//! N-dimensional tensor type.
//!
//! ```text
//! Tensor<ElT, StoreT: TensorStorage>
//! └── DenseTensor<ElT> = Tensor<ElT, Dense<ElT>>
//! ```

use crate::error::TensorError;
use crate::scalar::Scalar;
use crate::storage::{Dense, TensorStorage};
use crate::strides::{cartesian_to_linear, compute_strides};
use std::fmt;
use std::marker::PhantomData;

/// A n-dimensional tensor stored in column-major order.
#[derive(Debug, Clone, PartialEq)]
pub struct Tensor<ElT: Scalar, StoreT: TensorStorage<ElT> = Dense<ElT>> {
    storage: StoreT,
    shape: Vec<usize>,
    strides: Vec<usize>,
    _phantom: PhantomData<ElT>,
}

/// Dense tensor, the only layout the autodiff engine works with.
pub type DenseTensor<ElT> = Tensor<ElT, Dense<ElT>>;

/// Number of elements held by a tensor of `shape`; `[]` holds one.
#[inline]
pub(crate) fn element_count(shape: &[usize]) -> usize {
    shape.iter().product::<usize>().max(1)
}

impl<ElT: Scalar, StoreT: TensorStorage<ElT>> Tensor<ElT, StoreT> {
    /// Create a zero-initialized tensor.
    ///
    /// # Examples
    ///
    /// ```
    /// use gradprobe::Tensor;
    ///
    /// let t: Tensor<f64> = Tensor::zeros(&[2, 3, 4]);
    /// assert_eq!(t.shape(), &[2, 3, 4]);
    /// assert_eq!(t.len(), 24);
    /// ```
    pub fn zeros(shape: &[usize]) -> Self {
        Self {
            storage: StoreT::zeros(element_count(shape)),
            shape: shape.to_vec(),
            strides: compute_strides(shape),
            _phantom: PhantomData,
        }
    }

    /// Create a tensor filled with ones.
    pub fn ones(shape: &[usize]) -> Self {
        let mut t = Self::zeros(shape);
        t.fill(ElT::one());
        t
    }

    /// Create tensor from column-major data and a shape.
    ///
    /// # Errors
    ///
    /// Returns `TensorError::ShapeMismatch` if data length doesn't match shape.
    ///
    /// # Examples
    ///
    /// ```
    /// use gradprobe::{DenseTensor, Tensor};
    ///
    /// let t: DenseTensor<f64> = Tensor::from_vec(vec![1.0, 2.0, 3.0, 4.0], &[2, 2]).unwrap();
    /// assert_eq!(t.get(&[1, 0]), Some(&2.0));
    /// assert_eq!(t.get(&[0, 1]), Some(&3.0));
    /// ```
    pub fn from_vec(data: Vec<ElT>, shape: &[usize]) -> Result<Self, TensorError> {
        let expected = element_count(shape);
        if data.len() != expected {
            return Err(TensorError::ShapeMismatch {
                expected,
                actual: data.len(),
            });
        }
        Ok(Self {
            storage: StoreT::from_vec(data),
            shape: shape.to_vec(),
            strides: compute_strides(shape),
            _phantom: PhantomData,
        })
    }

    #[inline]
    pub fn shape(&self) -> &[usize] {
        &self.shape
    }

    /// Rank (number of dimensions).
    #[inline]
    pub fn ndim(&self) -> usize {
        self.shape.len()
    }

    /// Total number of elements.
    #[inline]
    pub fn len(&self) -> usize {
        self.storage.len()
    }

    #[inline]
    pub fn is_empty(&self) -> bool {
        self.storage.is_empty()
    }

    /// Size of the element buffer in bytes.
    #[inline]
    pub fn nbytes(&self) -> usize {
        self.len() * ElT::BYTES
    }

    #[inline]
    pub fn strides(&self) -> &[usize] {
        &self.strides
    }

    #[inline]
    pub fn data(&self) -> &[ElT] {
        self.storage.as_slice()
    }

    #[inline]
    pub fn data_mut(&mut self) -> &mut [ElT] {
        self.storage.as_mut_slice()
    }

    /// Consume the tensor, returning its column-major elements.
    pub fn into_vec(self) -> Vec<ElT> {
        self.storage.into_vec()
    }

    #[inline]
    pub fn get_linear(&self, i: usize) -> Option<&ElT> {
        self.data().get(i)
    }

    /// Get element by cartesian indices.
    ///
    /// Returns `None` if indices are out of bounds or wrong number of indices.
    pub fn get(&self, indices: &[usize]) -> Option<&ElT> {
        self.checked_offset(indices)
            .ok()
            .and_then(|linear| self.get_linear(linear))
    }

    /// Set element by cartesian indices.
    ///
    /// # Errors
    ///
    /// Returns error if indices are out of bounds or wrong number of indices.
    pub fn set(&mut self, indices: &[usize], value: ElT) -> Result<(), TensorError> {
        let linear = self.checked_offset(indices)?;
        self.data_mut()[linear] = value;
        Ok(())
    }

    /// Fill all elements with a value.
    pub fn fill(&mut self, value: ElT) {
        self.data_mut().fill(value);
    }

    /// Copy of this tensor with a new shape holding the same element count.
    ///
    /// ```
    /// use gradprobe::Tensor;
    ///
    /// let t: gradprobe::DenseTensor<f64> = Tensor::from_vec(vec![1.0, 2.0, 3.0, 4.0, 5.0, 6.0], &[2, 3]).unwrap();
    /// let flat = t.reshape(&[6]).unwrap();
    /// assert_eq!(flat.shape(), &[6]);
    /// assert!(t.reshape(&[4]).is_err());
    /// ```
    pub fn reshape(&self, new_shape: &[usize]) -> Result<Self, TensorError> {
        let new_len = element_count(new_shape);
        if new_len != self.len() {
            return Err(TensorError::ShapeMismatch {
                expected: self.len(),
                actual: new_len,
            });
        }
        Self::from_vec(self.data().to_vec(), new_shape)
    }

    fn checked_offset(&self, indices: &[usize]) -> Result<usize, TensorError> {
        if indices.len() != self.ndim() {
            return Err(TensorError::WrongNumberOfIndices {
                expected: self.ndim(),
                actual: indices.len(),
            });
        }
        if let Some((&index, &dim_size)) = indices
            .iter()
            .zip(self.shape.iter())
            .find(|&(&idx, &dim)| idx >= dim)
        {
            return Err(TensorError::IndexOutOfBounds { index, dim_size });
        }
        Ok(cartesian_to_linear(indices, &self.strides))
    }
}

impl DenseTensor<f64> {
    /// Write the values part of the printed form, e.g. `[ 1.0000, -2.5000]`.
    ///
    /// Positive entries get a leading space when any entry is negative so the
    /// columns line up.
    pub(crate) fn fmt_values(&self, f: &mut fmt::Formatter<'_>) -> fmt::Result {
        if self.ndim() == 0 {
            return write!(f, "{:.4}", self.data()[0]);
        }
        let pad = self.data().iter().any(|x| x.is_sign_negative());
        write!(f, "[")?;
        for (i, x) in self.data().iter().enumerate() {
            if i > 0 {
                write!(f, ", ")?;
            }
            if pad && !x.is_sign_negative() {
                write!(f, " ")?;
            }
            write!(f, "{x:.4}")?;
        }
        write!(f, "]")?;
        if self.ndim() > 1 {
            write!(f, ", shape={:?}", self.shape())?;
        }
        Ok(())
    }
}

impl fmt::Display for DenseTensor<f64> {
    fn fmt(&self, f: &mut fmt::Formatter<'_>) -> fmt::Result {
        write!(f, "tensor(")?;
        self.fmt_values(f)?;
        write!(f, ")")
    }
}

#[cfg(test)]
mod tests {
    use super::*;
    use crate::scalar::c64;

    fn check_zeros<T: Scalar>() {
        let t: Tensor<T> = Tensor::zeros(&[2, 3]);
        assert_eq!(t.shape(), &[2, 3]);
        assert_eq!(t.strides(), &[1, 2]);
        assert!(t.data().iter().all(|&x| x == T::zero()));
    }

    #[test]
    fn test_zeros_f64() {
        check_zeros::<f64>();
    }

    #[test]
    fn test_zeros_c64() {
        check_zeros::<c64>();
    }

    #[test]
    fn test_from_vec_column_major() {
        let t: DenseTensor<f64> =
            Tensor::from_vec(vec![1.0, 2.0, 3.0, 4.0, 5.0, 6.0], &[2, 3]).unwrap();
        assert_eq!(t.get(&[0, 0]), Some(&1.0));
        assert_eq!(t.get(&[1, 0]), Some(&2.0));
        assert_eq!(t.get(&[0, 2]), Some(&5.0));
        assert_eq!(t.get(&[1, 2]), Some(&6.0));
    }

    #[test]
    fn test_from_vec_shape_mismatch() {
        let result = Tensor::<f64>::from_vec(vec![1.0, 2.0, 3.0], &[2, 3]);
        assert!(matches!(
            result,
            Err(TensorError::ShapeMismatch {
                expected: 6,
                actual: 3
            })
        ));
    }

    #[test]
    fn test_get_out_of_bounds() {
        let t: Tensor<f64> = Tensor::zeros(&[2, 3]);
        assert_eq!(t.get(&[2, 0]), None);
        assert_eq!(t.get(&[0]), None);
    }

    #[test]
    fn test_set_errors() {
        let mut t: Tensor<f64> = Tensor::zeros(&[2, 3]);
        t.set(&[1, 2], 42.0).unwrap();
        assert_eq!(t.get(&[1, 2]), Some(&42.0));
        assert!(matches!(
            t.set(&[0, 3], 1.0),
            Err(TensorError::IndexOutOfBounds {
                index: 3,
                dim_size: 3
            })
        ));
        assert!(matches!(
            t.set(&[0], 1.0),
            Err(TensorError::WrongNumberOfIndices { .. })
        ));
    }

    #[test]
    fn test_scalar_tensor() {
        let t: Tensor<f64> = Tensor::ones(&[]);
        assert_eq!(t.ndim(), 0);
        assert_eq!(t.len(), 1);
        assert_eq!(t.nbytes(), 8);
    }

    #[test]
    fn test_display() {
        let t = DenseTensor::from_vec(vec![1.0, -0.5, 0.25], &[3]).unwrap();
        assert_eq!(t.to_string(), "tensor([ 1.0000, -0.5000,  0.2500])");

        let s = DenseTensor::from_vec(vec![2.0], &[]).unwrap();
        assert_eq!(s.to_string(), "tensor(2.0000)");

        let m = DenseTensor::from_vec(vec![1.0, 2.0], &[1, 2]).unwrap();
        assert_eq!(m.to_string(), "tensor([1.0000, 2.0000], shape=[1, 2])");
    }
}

Problem to solve:
Where a line in the records above contains the string "crate", return that line.

Exercise solution:
use crate::error::TensorError;
use crate::scalar::Scalar;
use crate::storage::{Dense, TensorStorage};
use crate::strides::{cartesian_to_linear, compute_strides};
pub(crate) fn element_count(shape: &[usize]) -> usize {
    pub(crate) fn fmt_values(&self, f: &mut fmt::Formatter<'_>) -> fmt::Result {
    use crate::scalar::c64;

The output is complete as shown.